** What you should do **
The line that contains "whole. Output is" marks the end: retype the data below exactly from its first line through that line.

** Stored items **
%%

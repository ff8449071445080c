//! Redaction of secret values from job output.

use regex::Regex;
use std::borrow::Cow;
use std::collections::BTreeSet;

/// Replacement for every masked occurrence.
pub const MASK: &str = "***";

/// Literal secrets registered for the current job.
///
/// Matching is exact and case-sensitive. Longer values are tried first so a
/// secret that contains another registered secret is masked whole. Output is
/// masked a line at a time, so each line of a multi-line secret (keys,
/// certificates) is registered as well.
#[derive(Debug, Default)]
pub struct LogMasker {
    values: BTreeSet<String>,
    pattern: Option<Regex>,
}

impl LogMasker {
    pub fn new() -> Self {
        Self::default()
    }

    pub fn with_values<I, S>(values: I) -> Self
    where
        I: IntoIterator<Item = S>,
        S: Into<String>,
    {
        let mut masker = Self::new();
        masker.extend(values);
        masker
    }

    pub fn add(&mut self, value: impl Into<String>) {
        self.extend([value.into()]);
    }

    pub fn extend<I, S>(&mut self, values: I)
    where
        I: IntoIterator<Item = S>,
        S: Into<String>,
    {
        let before = self.values.len();
        for value in values {
            let value: String = value.into();
            if value.is_empty() {
                continue;
            }
            if value.contains('\n') {
                let lines = value
                    .lines()
                    .map(|line| line.trim_end_matches('\r'))
                    .filter(|line| !line.trim().is_empty())
                    .map(str::to_string);
                self.values.extend(lines);
            }
            self.values.insert(value);
        }
        if self.values.len() != before {
            self.rebuild();
        }
    }

    pub fn mask<'a>(&self, text: &'a str) -> Cow<'a, str> {
        match &self.pattern {
            Some(pattern) => pattern.replace_all(text, MASK),
            None => Cow::Borrowed(text),
        }
    }

    /// Forget every registered value.
    pub fn clear(&mut self) {
        self.values.clear();
        self.pattern = None;
    }

    pub fn is_empty(&self) -> bool {
        self.values.is_empty()
    }

    pub fn len(&self) -> usize {
        self.values.len()
    }

    fn rebuild(&mut self) {
        let mut values: Vec<&String> = self.values.iter().collect();
        values.sort_by(|a, b| b.len().cmp(&a.len()));
        let alternation = values
            .iter()
            .map(|v| regex::escape(v))
            .collect::<Vec<_>>()
            .join("|");
        // Only fails when the compiled size limit is exceeded.
        self.pattern = Regex::new(&alternation).ok();
        if self.pattern.is_none() {
            tracing::warn!(
                count = self.values.len(),
                "Mask pattern too large, using literal replacement"
            );
        }
    }

    /// Substring replacement used when no compiled pattern is available.
    pub fn mask_literal(&self, text: &str) -> String {
        let mut values: Vec<&String> = self.values.iter().collect();
        values.sort_by(|a, b| b.len().cmp(&a.len()));
        values
            .into_iter()
            .fold(text.to_string(), |acc, v| acc.replace(v.as_str(), MASK))
    }

    /// Mask using the compiled pattern, or literal replacement if it could not be built.
    pub fn mask_line(&self, text: &str) -> String {
        if self.pattern.is_some() || self.values.is_empty() {
            self.mask(text).into_owned()
        } else {
            self.mask_literal(text)
        }
    }
}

%%

** Response to this task **
repository ff8449071445080c
//! Redaction of secret values from job output.

use regex::Regex;
use std::borrow::Cow;
use std::collections::BTreeSet;

/// Replacement for every masked occurrence.
pub const MASK: &str = "***";

/// Literal secrets registered for the current job.
///
/// Matching is exact and case-sensitive. Longer values are tried first so a
/// secret that contains another registered secret is masked whole. Output is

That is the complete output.